***** DATA FOR REVIEW *****

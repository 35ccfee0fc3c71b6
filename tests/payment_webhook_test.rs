mod common;

use axum::http::{Method, StatusCode};
use common::{TestApp, WEBHOOK_TOKEN};
use rust_decimal_macros::dec;
use serde_json::{json, Value};
use storefront_api::entities::{order::OrderStatus, payment::PaymentStatus};
use uuid::Uuid;
use wiremock::{
    matchers::{method, path},
    Mock, ResponseTemplate,
};

/// Checks out one unit for a fresh user; returns (order id, payment id, request id, token).
async fn placed_order(app: &TestApp) -> (Uuid, Uuid, String, String) {
    app.mock_payment_request_ok().await;
    let user = app.seed_user().await;
    let token = app.token_for(user.id, &[]);
    let product = app.seed_product(dec!(250), 3).await;
    app.add_to_cart(Some(&token), None, product.id, None, 1)
        .await;
    let response = app.checkout(Some(&token), None, json!({})).await;
    assert_eq!(response.status, StatusCode::CREATED, "{}", response.body);

    let order_id = serde_json::from_value(response.data()["order"]["id"].clone()).unwrap();
    let payment = &response.data()["payment"];
    let payment_id = serde_json::from_value(payment["id"].clone()).unwrap();
    let request_id = payment["payment_request_id"].as_str().unwrap().to_string();
    (order_id, payment_id, request_id, token)
}

fn succeeded_payment_event(request_id: &str) -> String {
    json!({
        "event": "payment.capture",
        "data": {
            "payment_id": "py-7f1c",
            "payment_request_id": request_id,
            "status": "SUCCEEDED"
        }
    })
    .to_string()
}

#[tokio::test]
async fn succeeded_webhook_marks_payment_paid_and_is_idempotent() {
    let app = TestApp::new().await;
    let (order_id, payment_id, request_id, _) = placed_order(&app).await;

    // Order sits in awaiting_payment until the gateway confirms.
    let admin = app.admin_token();
    app.request(
        Method::PUT,
        &format!("/api/v1/orders/admin/{order_id}"),
        Some(json!({"status": "awaiting_payment"})),
        Some(&admin),
        None,
    )
    .await;

    let first = app
        .webhook(&succeeded_payment_event(&request_id), Some(WEBHOOK_TOKEN))
        .await;
    assert_eq!(first.status, StatusCode::OK, "{}", first.body);
    assert_eq!(first.data()["status"], "paid");
    assert_eq!(first.data()["family"], "payment");
    assert_eq!(first.data()["changed"], true);

    let paid = app.find_payment(payment_id).await;
    assert_eq!(paid.status, PaymentStatus::Paid);
    assert!(paid.payment_date.is_some());
    assert_eq!(paid.gateway_transaction_id.as_deref(), Some("py-7f1c"));
    assert_eq!(app.find_order(order_id).await.status, OrderStatus::Processing);

    let replay = app
        .webhook(&succeeded_payment_event(&request_id), Some(WEBHOOK_TOKEN))
        .await;
    assert_eq!(replay.status, StatusCode::OK);
    assert_eq!(replay.data()["changed"], false);

    let after = app.find_payment(payment_id).await;
    assert_eq!(after, paid);
    assert_eq!(app.find_order(order_id).await.status, OrderStatus::Processing);
}

#[tokio::test]
async fn paid_is_not_downgraded_by_late_failure() {
    let app = TestApp::new().await;
    let (_, payment_id, request_id, _) = placed_order(&app).await;

    app.webhook(&succeeded_payment_event(&request_id), Some(WEBHOOK_TOKEN))
        .await;
    let late = json!({
        "event": "payment_request.failed",
        "data": {"id": request_id, "status": "FAILED"}
    });
    let response = app.webhook(&late.to_string(), Some(WEBHOOK_TOKEN)).await;

    assert_eq!(response.status, StatusCode::OK);
    assert_eq!(response.data()["status"], "paid");
    assert_eq!(app.find_payment(payment_id).await.status, PaymentStatus::Paid);
}

#[tokio::test]
async fn bad_callback_token_is_forbidden_and_changes_nothing() {
    let app = TestApp::new().await;
    let (_, payment_id, request_id, _) = placed_order(&app).await;
    let before = app.find_payment(payment_id).await;

    let wrong = app
        .webhook(&succeeded_payment_event(&request_id), Some("guess"))
        .await;
    assert_eq!(wrong.status, StatusCode::FORBIDDEN);

    let missing = app
        .webhook(&succeeded_payment_event(&request_id), None)
        .await;
    assert_eq!(missing.status, StatusCode::FORBIDDEN);

    // The token is checked before the body is parsed.
    let garbage = app.webhook("not json", Some("guess")).await;
    assert_eq!(garbage.status, StatusCode::FORBIDDEN);

    assert_eq!(app.find_payment(payment_id).await, before);
}

#[tokio::test]
async fn malformed_and_unknown_payloads_are_refused() {
    let app = TestApp::new().await;
    let (_, payment_id, request_id, _) = placed_order(&app).await;

    let not_json = app.webhook("{{{", Some(WEBHOOK_TOKEN)).await;
    assert_eq!(not_json.status, StatusCode::BAD_REQUEST);

    let array = app.webhook("[1, 2]", Some(WEBHOOK_TOKEN)).await;
    assert_eq!(array.status, StatusCode::BAD_REQUEST);

    let no_status = json!({"event": "payment.capture", "data": {"payment_request_id": request_id}});
    let response = app
        .webhook(&no_status.to_string(), Some(WEBHOOK_TOKEN))
        .await;
    assert_eq!(response.status, StatusCode::BAD_REQUEST);

    let unknown = json!({"event": "refund.succeeded", "data": {"status": "SUCCEEDED"}});
    let response = app.webhook(&unknown.to_string(), Some(WEBHOOK_TOKEN)).await;
    assert_eq!(response.status, StatusCode::UNPROCESSABLE_ENTITY);

    assert_eq!(app.find_payment(payment_id).await.status, PaymentStatus::Pending);
}

#[tokio::test]
async fn webhook_for_unknown_payment_is_not_found() {
    let app = TestApp::new().await;
    let payload = json!({"id": "inv-unknown", "external_id": "invoice_guest_1", "status": "PAID"});
    let response = app.webhook(&payload.to_string(), Some(WEBHOOK_TOKEN)).await;
    assert_eq!(response.status, StatusCode::NOT_FOUND);
}

#[tokio::test]
async fn legacy_invoice_callback_matches_by_external_id() {
    let app = TestApp::new().await;
    Mock::given(method("POST"))
        .and(path("/v2/invoices"))
        .respond_with(|req: &wiremock::Request| {
            let body: Value = serde_json::from_slice(&req.body).unwrap_or(Value::Null);
            ResponseTemplate::new(200).set_body_json(json!({
                "id": "inv-001",
                "external_id": body["external_id"],
                "status": "PENDING",
                "invoice_url": "https://invoice.example.com/inv-001",
                "expiry_date": "2030-01-01T00:00:00Z"
            }))
        })
        .mount(&app.gateway)
        .await;

    let created = app
        .request(
            Method::POST,
            "/api/v1/payments/create-invoice",
            Some(json!({"amount": 1500, "description": "Gift card"})),
            None,
            None,
        )
        .await;
    assert_eq!(created.status, StatusCode::OK, "{}", created.body);
    let payment = &created.data()["payment"];
    let reference = payment["reference_id"].as_str().unwrap().to_string();
    assert!(reference.starts_with("invoice_guest_"));
    assert_eq!(payment["payment_method"], "xendit_invoice");
    assert_eq!(
        created.data()["invoice_url"],
        "https://invoice.example.com/inv-001"
    );
    let payment_id: Uuid = serde_json::from_value(payment["id"].clone()).unwrap();

    // Flat callback without an event name; the id is new to us, the external id is not.
    let callback = json!({"id": "inv-other", "external_id": reference, "status": "PAID"});
    let response = app
        .webhook(&callback.to_string(), Some(WEBHOOK_TOKEN))
        .await;
    assert_eq!(response.status, StatusCode::OK, "{}", response.body);
    assert_eq!(response.data()["family"], "legacy");
    assert_eq!(app.find_payment(payment_id).await.status, PaymentStatus::Paid);
}

#[tokio::test]
async fn session_webhook_matches_by_session_id() {
    let app = TestApp::new().await;
    Mock::given(method("POST"))
        .and(path("/sessions"))
        .respond_with(ResponseTemplate::new(201).set_body_json(json!({
            "payment_session_id": "ps-900",
            "status": "ACTIVE",
            "payment_link_url": "https://checkout.example.com/ps-900"
        })))
        .mount(&app.gateway)
        .await;
    let user = app.seed_user().await;
    let token = app.token_for(user.id, &[]);

    let created = app
        .request(
            Method::POST,
            "/api/v1/payments/create-payment-request",
            Some(json!({"amount": "499.00", "payment_method": {"type": "card"}})),
            Some(&token),
            None,
        )
        .await;
    assert_eq!(created.status, StatusCode::OK, "{}", created.body);
    assert_eq!(created.data()["payment_session_id"], "ps-900");
    let payment_id: Uuid =
        serde_json::from_value(created.data()["payment"]["id"].clone()).unwrap();

    let event = json!({
        "event": "payment_session.completed",
        "data": {
            "payment_session_id": "ps-900",
            "reference_id": "unrelated",
            "payment_request_id": "pr-from-session",
            "status": "COMPLETED"
        }
    });
    let response = app.webhook(&event.to_string(), Some(WEBHOOK_TOKEN)).await;
    assert_eq!(response.status, StatusCode::OK, "{}", response.body);

    let payment = app.find_payment(payment_id).await;
    assert_eq!(payment.status, PaymentStatus::Paid);
    assert_eq!(payment.payment_request_id.as_deref(), Some("pr-from-session"));
    assert!(payment.session_data.is_some());
}

#[tokio::test]
async fn status_polling_reconciles_and_checks_ownership() {
    let app = TestApp::new().await;
    let (order_id, payment_id, request_id, token) = placed_order(&app).await;
    Mock::given(method("GET"))
        .and(path(format!("/v3/payment_requests/{request_id}")))
        .respond_with(ResponseTemplate::new(200).set_body_json(json!({
            "payment_request_id": request_id,
            "status": "SUCCEEDED",
            "latest_payment_id": "py-polled"
        })))
        .mount(&app.gateway)
        .await;

    let stranger = app.token_for(Uuid::new_v4(), &[]);
    let denied = app
        .request(
            Method::GET,
            &format!("/api/v1/payments/status/{payment_id}"),
            None,
            Some(&stranger),
            None,
        )
        .await;
    assert_eq!(denied.status, StatusCode::FORBIDDEN);

    let unauthenticated = app
        .request(
            Method::GET,
            &format!("/api/v1/payments/status/{payment_id}"),
            None,
            None,
            None,
        )
        .await;
    assert_eq!(unauthenticated.status, StatusCode::UNAUTHORIZED);

    let polled = app
        .request(
            Method::GET,
            &format!("/api/v1/payments/status/{payment_id}"),
            None,
            Some(&token),
            None,
        )
        .await;
    assert_eq!(polled.status, StatusCode::OK, "{}", polled.body);
    assert_eq!(polled.data()["status"], "paid");
    assert_eq!(polled.data()["gateway_transaction_id"], "py-polled");
    assert_eq!(app.find_order(order_id).await.status, OrderStatus::Processing);

    let missing = app
        .request(
            Method::GET,
            &format!("/api/v1/payments/status/{}", Uuid::new_v4()),
            None,
            Some(&token),
            None,
        )
        .await;
    assert_eq!(missing.status, StatusCode::NOT_FOUND);
}

#[tokio::test]
async fn payment_listings_are_scoped() {
    let app = TestApp::new().await;
    let (_, payment_id, _, token) = placed_order(&app).await;
    placed_order(&app).await;

    let mine = app
        .request(Method::GET, "/api/v1/payments/my-payments", None, Some(&token), None)
        .await;
    assert_eq!(mine.status, StatusCode::OK);
    assert_eq!(mine.data()["total"], 1);
    assert_eq!(mine.data()["per_page"], 10);
    assert_eq!(mine.data()["items"][0]["id"], json!(payment_id));

    let forbidden = app
        .request(Method::GET, "/api/v1/payments/admin", None, Some(&token), None)
        .await;
    assert_eq!(forbidden.status, StatusCode::FORBIDDEN);

    let admin = app.admin_token();
    let all = app
        .request(
            Method::GET,
            "/api/v1/payments/admin?payment_method=GCASH",
            None,
            Some(&admin),
            None,
        )
        .await;
    assert_eq!(all.status, StatusCode::OK);
    assert_eq!(all.data()["total"], 2);
    assert_eq!(all.data()["per_page"], 20);

    let single = app
        .request(
            Method::GET,
            &format!("/api/v1/payments/{payment_id}"),
            None,
            Some(&admin),
            None,
        )
        .await;
    assert_eq!(single.status, StatusCode::OK);
}

#[tokio::test]
async fn virtual_account_requires_positive_amount() {
    let app = TestApp::new().await;
    let response = app
        .request(
            Method::POST,
            "/api/v1/payments/create-virtual-account",
            Some(json!({"amount": 0})),
            None,
            None,
        )
        .await;
    assert_eq!(response.status, StatusCode::BAD_REQUEST);
    assert_eq!(app.gateway.received_requests().await.unwrap().len(), 0);
}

*****

TASK STATEMENT
Pick out each line in the material containing "single".

EXERCISE SOLUTION
    let single = app
    assert_eq!(single.status, StatusCode::OK);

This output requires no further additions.